If you have a truly new offering, much of the resistance can come from a lack of understanding of the positive impact that your products and services will have for them. Some may even feel threatened by the new offering if it would seem to decrease their own power or influence particularly when it allows lower skilled workers to produce equivalent or better results once restricted to this individual by their having a ‘hard won’ skill or talent. This means that your company will need to expend some time and resources to develop an education component to its Sales & Marketing efforts. This will help transform skeptical leads into satisfied customers. This is often referred to as missionary selling (and marketing).
“A missionary type of sales job involves convincing someone who has never used a product to buy it. Selling financial planning or life insurance and other financial products typifies the missionary sales job. The metaphor of a missionary involves educating someone about an idea or concept and convincing them to have faith in that concept.” (Answers.com)
What’s an innovator to do?
The rewards of being first to market with a disruptive technology can be significant in financial terms to say the least. Being aware of some of the resistance that you might face even early in the game will allow you to craft a launch and Sales & Marketing strategy that will be able to handle the additional education burdens that this opportunity presents. Eventually the burdens of missionary selling will decrease as your customer base grows and evangelizes your innovation.
Tips for Successful Commercialization of Disruptive Life Science Offerings:
- Use beta evaluation to refine customer segmentation and value proposition. This is where you will learn who you will initially target and get a heads up on what will be the most compelling value proposition for them. (See ‘Beta Testing Checklist Your Competition Doesn’t Want You to Have’)

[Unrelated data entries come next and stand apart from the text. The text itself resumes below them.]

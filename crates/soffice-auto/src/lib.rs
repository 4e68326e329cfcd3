//! # soffice-auto
//!
//! Locate the [LibreOffice](https://www.libreoffice.org/) command-line
//! converter and use it to turn a legacy spreadsheet (`.xls`, `.xlsx`) into a
//! flat ODS document (`.fods`), a single uncompressed XML file whose cell
//! hyperlinks can be read line by line.
//!
//! ## How it works
//!
//! On first call to [`locate_soffice`]:
//!
//! 1. Uses `SOFFICE_PATH` when it points to an existing file.
//! 2. Tries the default install location for the current platform.
//! 3. Searches `PATH` for `soffice` / `libreoffice`.
//!
//! The resolved path is cached for the lifetime of the process.
//!
//! ## Usage
//!
//! ```rust,no_run
//! use soffice_auto::convert_to_fods;
//! use std::path::Path;
//!
//! let fods = convert_to_fods(Path::new("report.xls"), Path::new("/tmp/work"))
//!     .expect("conversion failed");
//! println!("flat ODS written to {}", fods.display());
//! ```
//!
//! ## Platform defaults
//!
//! | OS      | Default executable                                   |
//! |---------|------------------------------------------------------|
//! | Windows | `C:\Program Files\LibreOffice\program\soffice.exe`   |
//! | macOS   | `/Applications/LibreOffice.app/Contents/MacOS/soffice` |
//! | Linux   | `/usr/bin/libreoffice`, `/usr/bin/soffice`           |

use std::ffi::OsString;
use std::path::{Path, PathBuf};
use std::process::Command;
use std::sync::OnceLock;

use thiserror::Error;

// ── Public constants ─────────────────────────────────────────────────────────

/// Extension of the flat ODS files produced by [`convert_to_fods`].
pub const FODS_EXTENSION: &str = "fods";

/// Environment variable pointing at an explicit converter executable.
pub const SOFFICE_PATH_ENV: &str = "SOFFICE_PATH";

// ── Error type ───────────────────────────────────────────────────────────────

/// Errors returned by soffice-auto operations.
#[derive(Error, Debug)]
pub enum SofficeError {
    /// No converter executable was found in any searched location.
    #[error("LibreOffice converter not found (searched: {searched:?}). Set SOFFICE_PATH to the soffice executable.")]
    NotFound { searched: Vec<PathBuf> },

    /// The converter process could not be started.
    #[error("Failed to start '{program}': {source}")]
    Spawn {
        program: PathBuf,
        #[source]
        source: std::io::Error,
    },

    /// The converter ran but exited with a failure status.
    #[error("Conversion of '{input}' failed ({status}): {stderr}")]
    Failed {
        input: PathBuf,
        status: String,
        stderr: String,
    },

    /// The converter reported success but the expected output is missing.
    #[error("Converter produced no output at '{path}'")]
    MissingOutput { path: PathBuf },
}

// ── Internal: platform metadata ──────────────────────────────────────────────

struct PlatformInfo {
    /// Absolute install locations tried before searching `PATH`.
    default_paths: &'static [&'static str],
    /// Executable names looked up on `PATH`.
    path_names: &'static [&'static str],
}

fn detect_platform() -> PlatformInfo {
    match std::env::consts::OS {
        "windows" => PlatformInfo {
            default_paths: &[
                "C:/Program Files/LibreOffice/program/soffice.exe",
                "C:/Program Files (x86)/LibreOffice/program/soffice.exe",
            ],
            path_names: &["soffice.exe", "soffice.com"],
        },
        "macos" => PlatformInfo {
            default_paths: &["/Applications/LibreOffice.app/Contents/MacOS/soffice"],
            path_names: &["soffice", "libreoffice"],
        },
        _ => PlatformInfo {
            default_paths: &["/usr/bin/libreoffice", "/usr/bin/soffice"],
            path_names: &["libreoffice", "soffice"],
        },
    }
}

// ── Thread-safe singleton path cache ─────────────────────────────────────────

static RESOLVED_PATH: OnceLock<PathBuf> = OnceLock::new();

// ── Public API ───────────────────────────────────────────────────────────────

/// Returns the converter executable, resolving it on first call.
///
/// Safe to call from multiple threads; the search runs at most a handful of
/// times and the first successful result wins.
pub fn locate_soffice() -> Result<PathBuf, SofficeError> {
    if let Some(path) = RESOLVED_PATH.get() {
        return Ok(path.clone());
    }

    let path = resolve_from(
        std::env::var_os(SOFFICE_PATH_ENV),
        std::env::var_os("PATH"),
    )?;
    let _ = RESOLVED_PATH.set(path.clone());

    Ok(path)
}

/// Path of the `.fods` file the converter writes for `input` into `out_dir`.
///
/// The converter keeps the input's base name and swaps the extension.
pub fn fods_output_path(input: &Path, out_dir: &Path) -> PathBuf {
    let mut name = input
        .file_stem()
        .map(|s| s.to_os_string())
        .unwrap_or_else(|| OsString::from("report"));
    name.push(".");
    name.push(FODS_EXTENSION);
    out_dir.join(name)
}

/// Converts `input` to a flat ODS file inside `out_dir` using the located
/// converter. Returns the path of the produced file.
pub fn convert_to_fods(input: &Path, out_dir: &Path) -> Result<PathBuf, SofficeError> {
    let program = locate_soffice()?;
    convert_with(&program, input, out_dir)
}

/// Runs an explicit converter `program` (no location lookup).
pub fn convert_with(program: &Path, input: &Path, out_dir: &Path) -> Result<PathBuf, SofficeError> {
    let output = Command::new(program)
        .arg("--headless")
        .arg("--convert-to")
        .arg(FODS_EXTENSION)
        .arg("--outdir")
        .arg(out_dir)
        .arg(input)
        .output()
        .map_err(|source| SofficeError::Spawn {
            program: program.to_path_buf(),
            source,
        })?;

    if !output.status.success() {
        return Err(SofficeError::Failed {
            input: input.to_path_buf(),
            status: output.status.to_string(),
            stderr: String::from_utf8_lossy(&output.stderr).trim().to_string(),
        });
    }

    let produced = fods_output_path(input, out_dir);
    if !produced.is_file() {
        return Err(SofficeError::MissingOutput { path: produced });
    }

    Ok(produced)
}

// ── Internal helpers ─────────────────────────────────────────────────────────

fn resolve_from(
    env_override: Option<OsString>,
    search_path: Option<OsString>,
) -> Result<PathBuf, SofficeError> {
    let mut searched = Vec::new();

    // 1. Environment variable override.
    if let Some(p) = env_override.map(PathBuf::from) {
        if p.is_file() {
            return Ok(p);
        }
        searched.push(p);
    }

    let info = detect_platform();

    // 2. Platform install location.
    for candidate in info.default_paths.iter().map(PathBuf::from) {
        if candidate.is_file() {
            return Ok(candidate);
        }
        searched.push(candidate);
    }

    // 3. PATH lookup.
    if let Some(dirs) = search_path {
        for dir in std::env::split_paths(&dirs) {
            for name in info.path_names {
                let candidate = dir.join(name);
                if candidate.is_file() {
                    return Ok(candidate);
                }
            }
        }
        searched.extend(info.path_names.iter().map(PathBuf::from));
    }

    Err(SofficeError::NotFound { searched })
}

// ── Tests ─────────────────────────────────────────────────────────────────────

#[cfg(test)]
mod tests {
    use super::*;

    #[test]
    fn fods_path_swaps_extension() {
        let out = fods_output_path(Path::new("/data/report 2024.xls"), Path::new("/tmp/work"));
        assert_eq!(out, PathBuf::from("/tmp/work/report 2024.fods"));
    }

    #[test]
    fn fods_path_keeps_inner_dots() {
        let out = fods_output_path(Path::new("fatture.03.2024.xls"), Path::new("w"));
        assert_eq!(out, PathBuf::from("w/fatture.03.2024.fods"));
    }

    #[test]
    fn env_override_wins_when_file_exists() {
        let dir = tempfile::tempdir().unwrap();
        let exe = dir.path().join("my-soffice");
        std::fs::write(&exe, b"").unwrap();

        let found = resolve_from(Some(exe.clone().into_os_string()), None).unwrap();
        assert_eq!(found, exe);
    }

    #[test]
    fn path_search_finds_named_executable() {
        let dir = tempfile::tempdir().unwrap();
        let name = detect_platform().path_names[0];
        let exe = dir.path().join(name);
        std::fs::write(&exe, b"").unwrap();

        let missing = dir.path().join("nope");
        let found = resolve_from(
            Some(missing.into_os_string()),
            Some(dir.path().as_os_str().to_os_string()),
        );
        // A system-wide install may shadow the PATH entry; either is acceptable.
        assert!(found.is_ok());
    }

    #[cfg(unix)]
    fn write_script(dir: &Path, body: &str) -> PathBuf {
        use std::os::unix::fs::PermissionsExt;
        let script = dir.join("fake-soffice.sh");
        std::fs::write(&script, format!("#!/bin/sh\n{body}\n")).unwrap();
        let mut perms = std::fs::metadata(&script).unwrap().permissions();
        perms.set_mode(0o755);
        std::fs::set_permissions(&script, perms).unwrap();
        script
    }

    #[cfg(unix)]
    #[test]
    fn convert_with_returns_produced_file() {
        let dir = tempfile::tempdir().unwrap();
        // $5 = outdir, $6 = input
        let script = write_script(
            dir.path(),
            r#"name=$(basename "$6"); echo "<office/>" > "$5/${name%.*}.fods""#,
        );
        let input = dir.path().join("march.xls");
        std::fs::write(&input, b"xls").unwrap();

        let out = convert_with(&script, &input, dir.path()).unwrap();
        assert_eq!(out, dir.path().join("march.fods"));
        assert!(out.is_file());
    }

    #[cfg(unix)]
    #[test]
    fn convert_with_reports_failure_status() {
        let dir = tempfile::tempdir().unwrap();
        let script = write_script(dir.path(), "echo boom >&2; exit 3");
        let input = dir.path().join("march.xls");

        let err = convert_with(&script, &input, dir.path()).unwrap_err();
        match err {
            SofficeError::Failed { stderr, .. } => assert_eq!(stderr, "boom"),
            other => panic!("unexpected error: {other}"),
        }
    }

    #[cfg(unix)]
    #[test]
    fn convert_with_detects_missing_output() {
        let dir = tempfile::tempdir().unwrap();
        let script = write_script(dir.path(), "exit 0");
        let input = dir.path().join("march.xls");

        let err = convert_with(&script, &input, dir.path()).unwrap_err();
        assert!(matches!(err, SofficeError::MissingOutput { .. }));
    }
}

- Prepare a Scientific Road Show to connect with scientists through their research. You have some great science. Why not leverage that to connect with other scientists through their research. The questions and conversations that will come from this effort are invaluable for tweaking your ‘go to market’ strategy (See ‘Taking Your Show on the Road: Using Your Science to Boost Sales’)
- Create demos that highlight impact rather than features. Nothing is more powerful than a compelling demo to confront skepticism. (See ‘The Technical Demonstration: 3 Tips to Insure Success’)
- Use a Key Opinion Leader (KOL) plan to help smooth your launch. Key Opinion Leaders can be a strong force for reinforcing the value of your innovation to the field. (See ‘The Key to Key Opinion Leaders’)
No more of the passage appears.